Required action: Please copy exactly the lines from the top of the data through the line containing "if the header", and nothing else.

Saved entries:
■ ■ ■ ■ ■

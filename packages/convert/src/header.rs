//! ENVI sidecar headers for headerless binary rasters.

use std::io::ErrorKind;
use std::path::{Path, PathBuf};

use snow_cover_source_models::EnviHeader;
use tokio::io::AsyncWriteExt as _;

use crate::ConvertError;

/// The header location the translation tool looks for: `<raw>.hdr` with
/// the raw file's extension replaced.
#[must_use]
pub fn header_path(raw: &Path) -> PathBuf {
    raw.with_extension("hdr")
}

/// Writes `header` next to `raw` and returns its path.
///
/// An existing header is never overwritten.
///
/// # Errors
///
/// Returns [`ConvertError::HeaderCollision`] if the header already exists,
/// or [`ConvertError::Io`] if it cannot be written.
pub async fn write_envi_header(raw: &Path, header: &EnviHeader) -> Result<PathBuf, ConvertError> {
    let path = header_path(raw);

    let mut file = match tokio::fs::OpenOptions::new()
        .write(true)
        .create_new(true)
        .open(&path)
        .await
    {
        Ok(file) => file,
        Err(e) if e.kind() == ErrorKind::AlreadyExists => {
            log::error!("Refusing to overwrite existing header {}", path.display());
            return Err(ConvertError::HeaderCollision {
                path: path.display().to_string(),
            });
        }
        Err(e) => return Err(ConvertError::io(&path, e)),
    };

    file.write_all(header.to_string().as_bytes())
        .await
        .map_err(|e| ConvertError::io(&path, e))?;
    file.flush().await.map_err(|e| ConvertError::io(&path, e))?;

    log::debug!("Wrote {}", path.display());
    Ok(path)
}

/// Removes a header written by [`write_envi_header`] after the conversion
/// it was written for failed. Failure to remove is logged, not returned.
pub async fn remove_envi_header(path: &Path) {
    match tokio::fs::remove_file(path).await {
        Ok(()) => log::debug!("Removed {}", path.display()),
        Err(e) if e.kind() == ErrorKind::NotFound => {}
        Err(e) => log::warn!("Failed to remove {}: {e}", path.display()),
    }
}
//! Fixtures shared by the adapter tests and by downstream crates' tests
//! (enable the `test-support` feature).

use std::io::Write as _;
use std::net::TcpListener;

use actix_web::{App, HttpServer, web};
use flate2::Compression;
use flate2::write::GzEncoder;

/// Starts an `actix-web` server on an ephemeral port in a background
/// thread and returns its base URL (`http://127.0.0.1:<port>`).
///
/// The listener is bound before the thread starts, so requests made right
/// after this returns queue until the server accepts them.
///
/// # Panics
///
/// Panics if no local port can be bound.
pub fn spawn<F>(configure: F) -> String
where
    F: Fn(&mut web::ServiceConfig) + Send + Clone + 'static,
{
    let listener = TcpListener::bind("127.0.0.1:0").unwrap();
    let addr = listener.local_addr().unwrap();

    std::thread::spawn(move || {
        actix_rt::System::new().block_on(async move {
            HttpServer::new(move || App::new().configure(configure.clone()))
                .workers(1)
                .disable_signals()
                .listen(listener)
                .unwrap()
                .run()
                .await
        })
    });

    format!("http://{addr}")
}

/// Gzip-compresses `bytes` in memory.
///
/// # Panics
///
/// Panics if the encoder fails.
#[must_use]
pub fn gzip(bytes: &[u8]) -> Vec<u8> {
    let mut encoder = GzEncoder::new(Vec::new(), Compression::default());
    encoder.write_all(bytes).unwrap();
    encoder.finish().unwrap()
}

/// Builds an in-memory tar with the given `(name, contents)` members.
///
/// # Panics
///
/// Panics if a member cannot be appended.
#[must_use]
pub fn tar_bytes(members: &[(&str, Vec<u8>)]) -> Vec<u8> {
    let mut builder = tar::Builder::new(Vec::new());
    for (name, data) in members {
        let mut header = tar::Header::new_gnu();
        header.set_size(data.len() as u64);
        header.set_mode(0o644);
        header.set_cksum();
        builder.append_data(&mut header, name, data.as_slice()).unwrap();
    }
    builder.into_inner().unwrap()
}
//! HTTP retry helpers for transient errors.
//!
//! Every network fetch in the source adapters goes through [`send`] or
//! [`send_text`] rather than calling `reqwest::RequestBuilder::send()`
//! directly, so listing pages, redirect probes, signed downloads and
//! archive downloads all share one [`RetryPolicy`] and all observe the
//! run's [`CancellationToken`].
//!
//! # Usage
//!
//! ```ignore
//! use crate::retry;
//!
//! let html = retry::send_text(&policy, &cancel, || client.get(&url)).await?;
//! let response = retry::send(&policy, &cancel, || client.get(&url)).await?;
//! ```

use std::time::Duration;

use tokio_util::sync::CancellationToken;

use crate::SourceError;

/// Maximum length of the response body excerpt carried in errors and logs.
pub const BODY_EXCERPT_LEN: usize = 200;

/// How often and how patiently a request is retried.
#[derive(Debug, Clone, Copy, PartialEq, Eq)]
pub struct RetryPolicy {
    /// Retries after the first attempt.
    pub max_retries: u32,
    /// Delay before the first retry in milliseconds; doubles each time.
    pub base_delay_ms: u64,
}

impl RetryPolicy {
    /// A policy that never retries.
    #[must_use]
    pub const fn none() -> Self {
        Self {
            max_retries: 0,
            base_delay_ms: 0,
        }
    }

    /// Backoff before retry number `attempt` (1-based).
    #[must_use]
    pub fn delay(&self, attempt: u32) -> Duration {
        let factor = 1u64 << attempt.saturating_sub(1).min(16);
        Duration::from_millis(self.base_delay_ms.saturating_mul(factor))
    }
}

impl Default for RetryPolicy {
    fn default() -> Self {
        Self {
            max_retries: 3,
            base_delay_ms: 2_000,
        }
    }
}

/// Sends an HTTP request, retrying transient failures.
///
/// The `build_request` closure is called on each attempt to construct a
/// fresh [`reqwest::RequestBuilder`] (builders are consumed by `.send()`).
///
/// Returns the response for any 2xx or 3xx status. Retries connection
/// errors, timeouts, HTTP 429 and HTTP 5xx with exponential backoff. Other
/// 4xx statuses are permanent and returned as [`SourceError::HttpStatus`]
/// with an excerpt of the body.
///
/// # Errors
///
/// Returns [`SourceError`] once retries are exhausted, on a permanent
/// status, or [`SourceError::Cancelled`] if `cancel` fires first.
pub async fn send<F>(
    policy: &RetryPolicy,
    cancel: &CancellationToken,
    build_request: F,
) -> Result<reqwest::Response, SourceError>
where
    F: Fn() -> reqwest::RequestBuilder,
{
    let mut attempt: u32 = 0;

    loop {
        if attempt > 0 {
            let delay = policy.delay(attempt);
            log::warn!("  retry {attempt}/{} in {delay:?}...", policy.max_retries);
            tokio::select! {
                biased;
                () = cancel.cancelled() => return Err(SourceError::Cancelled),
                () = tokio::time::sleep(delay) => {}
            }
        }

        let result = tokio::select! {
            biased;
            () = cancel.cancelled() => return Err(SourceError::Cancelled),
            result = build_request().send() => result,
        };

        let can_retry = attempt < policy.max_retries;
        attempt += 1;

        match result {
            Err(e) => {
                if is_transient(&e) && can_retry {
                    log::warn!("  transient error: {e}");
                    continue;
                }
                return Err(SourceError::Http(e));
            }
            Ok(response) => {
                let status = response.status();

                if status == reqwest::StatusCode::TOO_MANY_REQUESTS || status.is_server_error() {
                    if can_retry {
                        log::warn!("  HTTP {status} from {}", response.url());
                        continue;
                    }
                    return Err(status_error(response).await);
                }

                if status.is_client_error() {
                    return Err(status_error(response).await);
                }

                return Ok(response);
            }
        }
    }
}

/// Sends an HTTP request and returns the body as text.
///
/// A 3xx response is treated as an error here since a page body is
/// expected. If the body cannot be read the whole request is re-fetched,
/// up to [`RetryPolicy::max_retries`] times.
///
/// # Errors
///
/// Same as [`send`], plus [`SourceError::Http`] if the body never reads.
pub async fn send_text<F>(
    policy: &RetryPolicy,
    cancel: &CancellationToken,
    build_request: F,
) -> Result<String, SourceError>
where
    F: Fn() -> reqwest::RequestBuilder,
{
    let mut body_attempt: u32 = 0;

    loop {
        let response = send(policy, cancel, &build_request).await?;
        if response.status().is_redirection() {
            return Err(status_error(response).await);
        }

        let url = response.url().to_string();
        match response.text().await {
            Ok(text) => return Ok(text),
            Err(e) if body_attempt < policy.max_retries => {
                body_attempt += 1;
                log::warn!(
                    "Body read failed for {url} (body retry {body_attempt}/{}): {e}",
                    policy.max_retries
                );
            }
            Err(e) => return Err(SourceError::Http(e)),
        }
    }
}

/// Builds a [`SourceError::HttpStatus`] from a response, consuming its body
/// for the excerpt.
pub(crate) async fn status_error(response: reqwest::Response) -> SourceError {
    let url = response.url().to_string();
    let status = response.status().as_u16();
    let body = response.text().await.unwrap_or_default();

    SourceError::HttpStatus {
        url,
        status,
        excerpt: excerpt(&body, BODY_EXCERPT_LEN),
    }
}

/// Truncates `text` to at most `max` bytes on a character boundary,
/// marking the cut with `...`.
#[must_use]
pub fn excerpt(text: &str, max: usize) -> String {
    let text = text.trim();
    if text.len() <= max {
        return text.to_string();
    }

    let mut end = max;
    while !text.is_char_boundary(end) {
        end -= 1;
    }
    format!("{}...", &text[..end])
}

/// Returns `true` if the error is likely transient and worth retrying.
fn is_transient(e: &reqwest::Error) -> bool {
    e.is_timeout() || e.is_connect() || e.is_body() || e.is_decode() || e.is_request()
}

■ ■ ■ ■ ■

Response below:
filename packages/convert/src/header.rs
//! ENVI sidecar headers for headerless binary rasters.

use std::io::ErrorKind;
use std::path::{Path, PathBuf};

use snow_cover_source_models::EnviHeader;
use tokio::io::AsyncWriteExt as _;

use crate::ConvertError;

/// The header location the translation tool looks for: `<raw>.hdr` with
/// the raw file's extension replaced.
#[must_use]
pub fn header_path(raw: &Path) -> PathBuf {
    raw.with_extension("hdr")
}

/// Writes `header` next to `raw` and returns its path.
///
/// An existing header is never overwritten.
///
/// # Errors
///
/// Returns [`ConvertError::HeaderCollision`] if the header already exists,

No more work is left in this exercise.